# Record set
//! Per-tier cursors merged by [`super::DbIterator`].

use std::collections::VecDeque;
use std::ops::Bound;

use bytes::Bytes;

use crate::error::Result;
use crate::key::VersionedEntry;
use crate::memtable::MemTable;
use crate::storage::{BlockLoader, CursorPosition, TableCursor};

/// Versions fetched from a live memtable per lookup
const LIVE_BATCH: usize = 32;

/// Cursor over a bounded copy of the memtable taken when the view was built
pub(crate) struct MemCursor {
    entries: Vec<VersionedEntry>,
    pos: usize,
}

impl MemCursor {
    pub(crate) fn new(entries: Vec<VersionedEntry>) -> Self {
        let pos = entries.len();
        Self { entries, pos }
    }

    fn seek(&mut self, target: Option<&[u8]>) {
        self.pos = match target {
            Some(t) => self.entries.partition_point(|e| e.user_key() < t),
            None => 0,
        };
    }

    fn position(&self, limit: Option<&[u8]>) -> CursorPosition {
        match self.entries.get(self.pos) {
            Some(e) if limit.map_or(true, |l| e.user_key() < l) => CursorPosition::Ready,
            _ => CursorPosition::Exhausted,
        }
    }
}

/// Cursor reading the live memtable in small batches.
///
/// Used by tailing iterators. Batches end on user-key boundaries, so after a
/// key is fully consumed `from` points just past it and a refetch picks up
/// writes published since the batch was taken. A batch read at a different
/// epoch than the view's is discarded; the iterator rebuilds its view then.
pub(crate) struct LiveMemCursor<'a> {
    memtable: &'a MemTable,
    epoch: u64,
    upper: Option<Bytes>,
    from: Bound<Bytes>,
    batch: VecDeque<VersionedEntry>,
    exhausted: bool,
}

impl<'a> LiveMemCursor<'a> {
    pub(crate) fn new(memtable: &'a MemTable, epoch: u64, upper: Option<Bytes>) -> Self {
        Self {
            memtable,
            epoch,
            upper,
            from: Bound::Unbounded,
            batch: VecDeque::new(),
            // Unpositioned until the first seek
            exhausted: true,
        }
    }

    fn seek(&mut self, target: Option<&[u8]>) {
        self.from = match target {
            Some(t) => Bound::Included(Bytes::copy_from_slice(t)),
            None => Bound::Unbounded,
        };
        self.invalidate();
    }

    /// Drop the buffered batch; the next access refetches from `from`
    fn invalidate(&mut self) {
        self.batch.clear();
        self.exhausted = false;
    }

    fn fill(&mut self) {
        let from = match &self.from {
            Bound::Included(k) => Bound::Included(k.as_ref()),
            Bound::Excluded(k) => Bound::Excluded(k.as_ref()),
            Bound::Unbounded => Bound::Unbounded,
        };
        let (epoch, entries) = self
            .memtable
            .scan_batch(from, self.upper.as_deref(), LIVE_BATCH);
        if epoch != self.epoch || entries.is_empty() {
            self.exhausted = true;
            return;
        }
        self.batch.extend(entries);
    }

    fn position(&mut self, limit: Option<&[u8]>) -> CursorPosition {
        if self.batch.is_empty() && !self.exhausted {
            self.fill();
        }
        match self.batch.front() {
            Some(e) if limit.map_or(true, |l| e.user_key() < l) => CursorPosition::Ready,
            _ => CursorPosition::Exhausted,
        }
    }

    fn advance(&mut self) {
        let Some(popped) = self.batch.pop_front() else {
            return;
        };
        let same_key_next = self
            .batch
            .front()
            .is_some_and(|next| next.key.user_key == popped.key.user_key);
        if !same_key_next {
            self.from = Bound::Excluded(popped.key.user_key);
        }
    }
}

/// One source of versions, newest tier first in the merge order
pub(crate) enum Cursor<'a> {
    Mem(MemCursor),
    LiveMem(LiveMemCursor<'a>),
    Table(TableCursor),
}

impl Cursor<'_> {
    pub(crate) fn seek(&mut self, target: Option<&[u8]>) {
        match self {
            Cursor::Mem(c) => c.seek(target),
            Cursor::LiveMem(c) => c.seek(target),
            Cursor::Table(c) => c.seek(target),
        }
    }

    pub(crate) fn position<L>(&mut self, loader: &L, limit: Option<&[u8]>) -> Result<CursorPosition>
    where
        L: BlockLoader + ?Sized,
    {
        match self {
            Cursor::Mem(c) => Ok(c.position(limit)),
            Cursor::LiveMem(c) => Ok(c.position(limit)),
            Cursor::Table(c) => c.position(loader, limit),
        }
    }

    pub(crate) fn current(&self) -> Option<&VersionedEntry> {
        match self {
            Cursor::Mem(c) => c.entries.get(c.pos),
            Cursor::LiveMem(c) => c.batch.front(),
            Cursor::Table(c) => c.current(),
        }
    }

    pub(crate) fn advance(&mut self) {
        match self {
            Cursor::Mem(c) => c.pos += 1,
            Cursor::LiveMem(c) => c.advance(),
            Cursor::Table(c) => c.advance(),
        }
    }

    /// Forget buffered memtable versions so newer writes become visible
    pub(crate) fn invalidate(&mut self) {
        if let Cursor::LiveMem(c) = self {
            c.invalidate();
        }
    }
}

---

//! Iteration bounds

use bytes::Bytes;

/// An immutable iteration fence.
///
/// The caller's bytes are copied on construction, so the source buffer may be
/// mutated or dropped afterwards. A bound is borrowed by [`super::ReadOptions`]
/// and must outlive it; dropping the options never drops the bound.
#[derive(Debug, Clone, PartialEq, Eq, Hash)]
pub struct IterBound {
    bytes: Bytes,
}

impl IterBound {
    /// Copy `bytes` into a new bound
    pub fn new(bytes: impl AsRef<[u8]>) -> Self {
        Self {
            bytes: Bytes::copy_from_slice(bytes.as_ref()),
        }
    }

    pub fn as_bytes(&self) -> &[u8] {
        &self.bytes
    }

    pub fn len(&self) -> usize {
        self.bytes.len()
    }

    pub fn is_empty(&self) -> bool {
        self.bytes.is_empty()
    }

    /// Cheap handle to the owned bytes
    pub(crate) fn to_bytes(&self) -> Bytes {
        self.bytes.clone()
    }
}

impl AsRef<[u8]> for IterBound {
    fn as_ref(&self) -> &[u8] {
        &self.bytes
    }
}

* * *

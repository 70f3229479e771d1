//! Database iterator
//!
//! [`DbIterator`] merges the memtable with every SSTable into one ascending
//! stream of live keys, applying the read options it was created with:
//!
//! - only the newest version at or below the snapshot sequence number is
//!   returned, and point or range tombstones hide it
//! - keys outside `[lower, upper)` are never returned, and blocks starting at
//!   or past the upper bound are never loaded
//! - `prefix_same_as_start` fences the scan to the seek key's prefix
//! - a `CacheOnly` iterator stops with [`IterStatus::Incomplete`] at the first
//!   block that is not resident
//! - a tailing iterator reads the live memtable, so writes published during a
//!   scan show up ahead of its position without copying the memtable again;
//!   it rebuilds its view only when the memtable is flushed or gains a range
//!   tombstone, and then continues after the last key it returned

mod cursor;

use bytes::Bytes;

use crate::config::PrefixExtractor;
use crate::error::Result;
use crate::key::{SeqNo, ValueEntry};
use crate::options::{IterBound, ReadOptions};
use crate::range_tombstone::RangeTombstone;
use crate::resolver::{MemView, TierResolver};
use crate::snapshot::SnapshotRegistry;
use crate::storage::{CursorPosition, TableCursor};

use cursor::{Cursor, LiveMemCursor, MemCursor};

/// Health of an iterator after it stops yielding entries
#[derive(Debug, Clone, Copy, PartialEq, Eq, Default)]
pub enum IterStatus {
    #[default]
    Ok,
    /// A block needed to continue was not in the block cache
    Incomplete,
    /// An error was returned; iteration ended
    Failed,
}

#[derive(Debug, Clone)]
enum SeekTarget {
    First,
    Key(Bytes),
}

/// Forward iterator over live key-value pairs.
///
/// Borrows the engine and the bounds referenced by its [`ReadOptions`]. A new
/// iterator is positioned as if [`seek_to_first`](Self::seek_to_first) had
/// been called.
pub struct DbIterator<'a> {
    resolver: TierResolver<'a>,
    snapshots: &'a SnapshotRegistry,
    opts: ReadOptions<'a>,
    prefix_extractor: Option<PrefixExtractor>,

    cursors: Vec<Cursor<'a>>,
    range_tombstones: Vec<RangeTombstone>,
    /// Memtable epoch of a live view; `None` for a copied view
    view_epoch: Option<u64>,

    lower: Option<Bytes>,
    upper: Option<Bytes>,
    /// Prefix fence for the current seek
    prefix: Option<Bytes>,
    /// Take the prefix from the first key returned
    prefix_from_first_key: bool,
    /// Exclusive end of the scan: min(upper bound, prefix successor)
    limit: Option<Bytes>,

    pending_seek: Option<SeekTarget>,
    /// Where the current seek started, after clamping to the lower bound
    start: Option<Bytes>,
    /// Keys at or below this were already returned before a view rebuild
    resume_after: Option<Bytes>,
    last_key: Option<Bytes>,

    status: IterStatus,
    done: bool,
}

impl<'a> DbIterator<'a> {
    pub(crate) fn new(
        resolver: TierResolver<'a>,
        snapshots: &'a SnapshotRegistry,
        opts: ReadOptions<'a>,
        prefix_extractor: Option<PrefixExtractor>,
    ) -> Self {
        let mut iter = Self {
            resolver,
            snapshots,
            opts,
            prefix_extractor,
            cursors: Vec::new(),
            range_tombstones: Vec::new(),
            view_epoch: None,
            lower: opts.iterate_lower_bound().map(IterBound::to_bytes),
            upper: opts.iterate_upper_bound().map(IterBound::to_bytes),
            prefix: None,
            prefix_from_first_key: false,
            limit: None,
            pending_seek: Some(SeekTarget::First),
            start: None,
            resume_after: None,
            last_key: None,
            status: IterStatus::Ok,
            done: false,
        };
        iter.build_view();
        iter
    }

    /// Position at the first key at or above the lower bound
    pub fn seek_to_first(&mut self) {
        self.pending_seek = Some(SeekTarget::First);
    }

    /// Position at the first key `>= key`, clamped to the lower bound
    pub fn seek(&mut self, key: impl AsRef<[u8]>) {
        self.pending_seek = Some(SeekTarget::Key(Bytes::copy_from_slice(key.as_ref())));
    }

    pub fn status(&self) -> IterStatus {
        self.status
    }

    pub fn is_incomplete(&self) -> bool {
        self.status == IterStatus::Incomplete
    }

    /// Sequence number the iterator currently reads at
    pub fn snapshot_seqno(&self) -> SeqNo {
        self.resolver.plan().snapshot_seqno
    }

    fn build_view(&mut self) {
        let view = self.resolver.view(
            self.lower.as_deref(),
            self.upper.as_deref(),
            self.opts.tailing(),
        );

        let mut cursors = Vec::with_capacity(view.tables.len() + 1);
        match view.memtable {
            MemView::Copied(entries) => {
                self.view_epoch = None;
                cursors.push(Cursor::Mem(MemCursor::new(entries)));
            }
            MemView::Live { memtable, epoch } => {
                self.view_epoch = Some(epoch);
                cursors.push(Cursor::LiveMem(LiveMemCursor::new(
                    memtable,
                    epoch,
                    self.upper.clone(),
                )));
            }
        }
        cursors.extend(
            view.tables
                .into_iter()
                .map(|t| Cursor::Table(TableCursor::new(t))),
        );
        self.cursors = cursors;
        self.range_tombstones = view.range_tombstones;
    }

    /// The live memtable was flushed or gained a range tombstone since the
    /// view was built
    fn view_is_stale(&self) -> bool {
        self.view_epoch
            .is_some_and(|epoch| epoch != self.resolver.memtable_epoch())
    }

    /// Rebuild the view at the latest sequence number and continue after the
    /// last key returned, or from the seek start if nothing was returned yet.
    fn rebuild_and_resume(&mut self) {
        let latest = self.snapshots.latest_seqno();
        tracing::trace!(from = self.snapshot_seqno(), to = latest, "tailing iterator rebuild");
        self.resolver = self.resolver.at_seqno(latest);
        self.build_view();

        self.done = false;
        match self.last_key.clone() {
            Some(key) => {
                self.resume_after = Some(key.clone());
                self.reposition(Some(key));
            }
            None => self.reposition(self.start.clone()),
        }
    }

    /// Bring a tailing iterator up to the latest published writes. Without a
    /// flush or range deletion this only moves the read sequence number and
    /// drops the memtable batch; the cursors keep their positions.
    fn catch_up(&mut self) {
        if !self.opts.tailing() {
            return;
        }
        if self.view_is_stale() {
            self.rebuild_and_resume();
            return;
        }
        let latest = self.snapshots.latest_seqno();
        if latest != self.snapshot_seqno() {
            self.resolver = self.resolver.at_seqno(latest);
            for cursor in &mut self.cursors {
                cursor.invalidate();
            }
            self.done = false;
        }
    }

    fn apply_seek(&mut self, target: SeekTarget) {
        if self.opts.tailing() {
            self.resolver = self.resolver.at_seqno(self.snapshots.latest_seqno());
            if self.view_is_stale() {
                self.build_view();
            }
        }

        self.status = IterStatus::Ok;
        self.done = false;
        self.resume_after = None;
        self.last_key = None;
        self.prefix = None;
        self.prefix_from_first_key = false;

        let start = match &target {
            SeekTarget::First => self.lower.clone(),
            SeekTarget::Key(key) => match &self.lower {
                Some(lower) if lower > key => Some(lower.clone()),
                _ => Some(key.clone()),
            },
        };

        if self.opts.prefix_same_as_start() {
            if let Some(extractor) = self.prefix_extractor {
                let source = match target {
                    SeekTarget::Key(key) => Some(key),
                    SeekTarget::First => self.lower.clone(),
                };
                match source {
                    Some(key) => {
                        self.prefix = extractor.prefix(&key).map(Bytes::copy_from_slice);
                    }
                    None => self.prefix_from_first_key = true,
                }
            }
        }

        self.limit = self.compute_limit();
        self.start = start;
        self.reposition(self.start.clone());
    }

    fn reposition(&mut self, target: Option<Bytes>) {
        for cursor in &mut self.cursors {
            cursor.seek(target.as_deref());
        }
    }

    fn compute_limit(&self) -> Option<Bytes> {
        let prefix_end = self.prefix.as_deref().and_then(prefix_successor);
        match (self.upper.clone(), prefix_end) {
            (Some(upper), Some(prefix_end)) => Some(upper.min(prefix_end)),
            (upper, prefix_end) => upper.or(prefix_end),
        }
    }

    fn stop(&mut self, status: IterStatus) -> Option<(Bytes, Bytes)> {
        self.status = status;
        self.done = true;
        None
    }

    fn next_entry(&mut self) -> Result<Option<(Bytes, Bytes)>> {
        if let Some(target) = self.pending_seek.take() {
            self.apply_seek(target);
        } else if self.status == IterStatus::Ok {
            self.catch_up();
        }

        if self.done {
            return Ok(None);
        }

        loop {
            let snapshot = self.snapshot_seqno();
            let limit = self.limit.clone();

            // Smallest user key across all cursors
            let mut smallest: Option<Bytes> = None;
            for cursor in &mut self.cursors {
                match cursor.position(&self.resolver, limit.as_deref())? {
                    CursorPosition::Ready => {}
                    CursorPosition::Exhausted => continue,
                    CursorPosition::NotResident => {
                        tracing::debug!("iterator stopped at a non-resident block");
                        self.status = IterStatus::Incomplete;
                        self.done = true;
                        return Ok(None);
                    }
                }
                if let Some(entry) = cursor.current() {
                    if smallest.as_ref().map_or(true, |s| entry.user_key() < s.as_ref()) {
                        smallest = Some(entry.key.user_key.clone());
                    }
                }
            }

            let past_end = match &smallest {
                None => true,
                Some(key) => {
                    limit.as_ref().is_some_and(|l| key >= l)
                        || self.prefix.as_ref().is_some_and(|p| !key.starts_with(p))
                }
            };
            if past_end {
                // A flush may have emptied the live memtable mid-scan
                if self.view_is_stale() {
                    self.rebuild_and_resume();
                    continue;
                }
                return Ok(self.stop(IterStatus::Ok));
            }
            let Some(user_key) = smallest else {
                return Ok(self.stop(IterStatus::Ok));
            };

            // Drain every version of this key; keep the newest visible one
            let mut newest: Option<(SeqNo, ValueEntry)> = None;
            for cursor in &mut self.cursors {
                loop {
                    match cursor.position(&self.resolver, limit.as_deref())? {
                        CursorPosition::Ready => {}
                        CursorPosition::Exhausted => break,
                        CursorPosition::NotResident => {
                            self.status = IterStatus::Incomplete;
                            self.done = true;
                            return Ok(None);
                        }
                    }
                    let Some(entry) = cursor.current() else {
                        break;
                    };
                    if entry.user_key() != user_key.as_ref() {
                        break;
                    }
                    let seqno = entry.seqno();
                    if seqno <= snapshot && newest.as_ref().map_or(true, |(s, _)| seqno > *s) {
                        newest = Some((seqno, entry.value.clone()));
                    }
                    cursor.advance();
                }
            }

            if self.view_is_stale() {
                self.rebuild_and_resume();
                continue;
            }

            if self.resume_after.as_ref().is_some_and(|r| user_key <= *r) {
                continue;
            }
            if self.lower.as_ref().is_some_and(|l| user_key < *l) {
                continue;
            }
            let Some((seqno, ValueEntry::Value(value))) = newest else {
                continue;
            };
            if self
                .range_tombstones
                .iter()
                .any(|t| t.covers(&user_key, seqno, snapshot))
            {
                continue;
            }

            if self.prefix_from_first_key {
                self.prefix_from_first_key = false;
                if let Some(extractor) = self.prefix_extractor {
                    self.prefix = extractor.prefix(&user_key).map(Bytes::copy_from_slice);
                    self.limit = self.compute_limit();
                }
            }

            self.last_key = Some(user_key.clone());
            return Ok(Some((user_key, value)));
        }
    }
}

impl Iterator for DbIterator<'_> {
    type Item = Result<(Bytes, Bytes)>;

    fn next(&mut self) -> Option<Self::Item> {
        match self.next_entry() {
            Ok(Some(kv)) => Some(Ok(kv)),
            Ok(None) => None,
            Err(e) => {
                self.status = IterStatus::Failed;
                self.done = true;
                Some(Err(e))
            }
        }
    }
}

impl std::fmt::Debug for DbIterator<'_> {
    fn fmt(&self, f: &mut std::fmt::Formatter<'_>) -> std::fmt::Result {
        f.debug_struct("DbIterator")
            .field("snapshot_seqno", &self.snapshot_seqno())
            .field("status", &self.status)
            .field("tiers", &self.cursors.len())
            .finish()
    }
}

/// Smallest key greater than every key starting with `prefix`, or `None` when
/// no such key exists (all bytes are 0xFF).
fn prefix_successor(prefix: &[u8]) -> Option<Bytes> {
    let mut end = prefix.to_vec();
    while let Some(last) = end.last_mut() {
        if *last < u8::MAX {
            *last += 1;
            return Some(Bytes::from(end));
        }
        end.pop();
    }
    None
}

# Task item
Wherever the string "drops" occurs in the entries, copy that whole line.

# Written answer
/// and must outlive it; dropping the options never drops the bound.
    /// drops the memtable batch; the cursors keep their positions.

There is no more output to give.